There are numerous ways to choose blog design - based on goals, looks, functions or maybe budget. But there is only one way to improve blog design. That is to make it fit your purposes better and manage to skip ruining it in the process .
Starting point
Unless you’ve started on huge budget and custom design (and who does?) you are usually at one of two starting positions. Those are:
- generic design looking like a blog;
- bright impressive design that may not look like blog at all.
Common experience
I am going to need some illustrations so pardon my terrible drawing skills. Generic blog design would be something like this.
It has all common elements at common places. It is pretty good at serving content but as time passes you may realize it’s simply not on par with blogs around.
Flashy looks
Eye-candy at its best. Some designs put impressive looks before anything else.

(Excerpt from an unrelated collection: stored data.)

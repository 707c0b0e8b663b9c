mod cluster;
mod database;
mod logging;

pub use cluster::ClusterConfig;
pub use database::DatabaseConfig;
pub use logging::LoggingConfig;

use serde::{Deserialize, Serialize};
use std::path::Path;
use std::time::Duration;

use crate::error::{CohortError, Result};

/// Root configuration for cohort.
#[derive(Debug, Clone, Serialize, Deserialize, Default)]
pub struct CohortConfig {
    /// Database configuration.
    #[serde(default)]
    pub database: DatabaseConfig,

    /// Cluster configuration.
    #[serde(default)]
    pub cluster: ClusterConfig,

    /// Settings for the `stop` and `ensure` commands.
    #[serde(default)]
    pub control: ControlConfig,

    /// Settings for processes started with `member`.
    #[serde(default)]
    pub member: MemberConfig,

    /// Logging configuration.
    #[serde(default)]
    pub logging: LoggingConfig,
}

impl CohortConfig {
    /// Load configuration from a TOML file.
    pub fn from_file(path: impl AsRef<Path>) -> Result<Self> {
        let content = std::fs::read_to_string(path.as_ref())
            .map_err(|e| CohortError::Config(format!("Failed to read config file: {}", e)))?;

        Self::parse_toml(&content)
    }

    /// Parse configuration from a TOML string.
    pub fn parse_toml(content: &str) -> Result<Self> {
        let content = substitute_env_vars(content)?;

        let config: Self = toml::from_str(&content)
            .map_err(|e| CohortError::Config(format!("Failed to parse config: {}", e)))?;
        config.validate()?;
        Ok(config)
    }

    /// Load from `path` if it exists, otherwise fall back to defaults.
    ///
    /// An empty `database.url` is filled from `DATABASE_URL` in both cases.
    pub fn load(path: impl AsRef<Path>) -> Result<Self> {
        let path = path.as_ref();
        let mut config = if path.exists() {
            Self::from_file(path)?
        } else {
            tracing::debug!("No config file at {}, using defaults", path.display());
            Self::default()
        };

        if config.database.url.is_empty() {
            if let Ok(url) = std::env::var("DATABASE_URL") {
                config.database.url = url;
            }
        }

        Ok(config)
    }

    /// Check values that serde defaults cannot rule out.
    pub fn validate(&self) -> Result<()> {
        if self.control.max_attempts == 0 {
            return Err(CohortError::Config(
                "control.max_attempts must be at least 1".to_string(),
            ));
        }
        if self.control.poll_interval_ms == 0 {
            return Err(CohortError::Config(
                "control.poll_interval_ms must be positive".to_string(),
            ));
        }
        if self.cluster.heartbeat_interval_secs == 0 {
            return Err(CohortError::Config(
                "cluster.heartbeat_interval_secs must be at least 1".to_string(),
            ));
        }
        if self.cluster.dead_threshold_secs <= self.cluster.heartbeat_interval_secs {
            return Err(CohortError::Config(format!(
                "cluster.dead_threshold_secs ({}) must exceed heartbeat_interval_secs ({})",
                self.cluster.dead_threshold_secs, self.cluster.heartbeat_interval_secs
            )));
        }
        if self.cluster.channel.is_empty() {
            return Err(CohortError::Config(
                "cluster.channel must not be empty".to_string(),
            ));
        }
        Ok(())
    }
}

/// Settings for the control commands.
#[derive(Debug, Clone, Serialize, Deserialize)]
pub struct ControlConfig {
    /// Service used to broadcast remote commands.
    #[serde(default = "default_invocation_service")]
    pub invocation_service: String,

    /// Service `ensure` waits for.
    #[serde(default = "default_required_service")]
    pub required_service: String,

    /// Attempt budget for `ensure`.
    #[serde(default = "default_max_attempts")]
    pub max_attempts: u32,

    /// Pause between attempts in milliseconds.
    #[serde(default = "default_poll_interval")]
    pub poll_interval_ms: u64,

    /// Wait after broadcasting a stop, before the residual check (seconds).
    #[serde(default = "default_settle_delay")]
    pub settle_delay_secs: u64,

    /// Grace period a member waits before terminating (seconds).
    #[serde(default = "default_terminate_delay")]
    pub terminate_delay_secs: u64,
}

impl ControlConfig {
    pub fn poll_interval(&self) -> Duration {
        Duration::from_millis(self.poll_interval_ms)
    }

    pub fn settle_delay(&self) -> Duration {
        Duration::from_secs(self.settle_delay_secs)
    }

    pub fn terminate_delay(&self) -> Duration {
        Duration::from_secs(self.terminate_delay_secs)
    }
}

impl Default for ControlConfig {
    fn default() -> Self {
        Self {
            invocation_service: default_invocation_service(),
            required_service: default_required_service(),
            max_attempts: default_max_attempts(),
            poll_interval_ms: default_poll_interval(),
            settle_delay_secs: default_settle_delay(),
            terminate_delay_secs: default_terminate_delay(),
        }
    }
}

fn default_invocation_service() -> String {
    "InvocationService".to_string()
}

fn default_required_service() -> String {
    "DistributedCache".to_string()
}

fn default_max_attempts() -> u32 {
    30
}

fn default_poll_interval() -> u64 {
    1000
}

fn default_settle_delay() -> u64 {
    10
}

fn default_terminate_delay() -> u64 {
    2
}

/// Settings for member processes.
#[derive(Debug, Clone, Serialize, Deserialize)]
pub struct MemberConfig {
    /// Services the member advertises.
    #[serde(default = "default_services")]
    pub services: Vec<String>,
}

impl Default for MemberConfig {
    fn default() -> Self {
        Self {
            services: default_services(),
        }
    }
}

fn default_services() -> Vec<String> {
    vec![default_invocation_service(), default_required_service()]
}

/// Substitute environment variables in the format ${VAR_NAME}.
fn substitute_env_vars(content: &str) -> Result<String> {
    let mut result = content.to_string();
    let re = regex_lite::Regex::new(r"\$\{([A-Z_][A-Z0-9_]*)\}")
        .map_err(|e| CohortError::Internal(e.to_string()))?;

    for cap in re.captures_iter(content) {
        let var_name = &cap[1];
        if let Ok(value) = std::env::var(var_name) {
            result = result.replace(&cap[0], &value);
        }
    }

    Ok(result)
}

And again after some time you may notice that stiff, colorful and slow loading looks may not be best frame for your content.
Two important things
Improving design can become constant process. It may be hard to grasp changes you need on first attempt. Your core purposes may also change and initially good design elements may expire their usefulness. There are two important concepts you should adopt to reduce risk of ruining instead of building:
- modular design;
- consistent looks.
Evade inspired on the fly editing
Without splitting page into modular parts and working on them one at a time you risk:
- breaking semantic markup;
- producing invalid and hard to edit code;
- creating bottlenecks that slow down page load.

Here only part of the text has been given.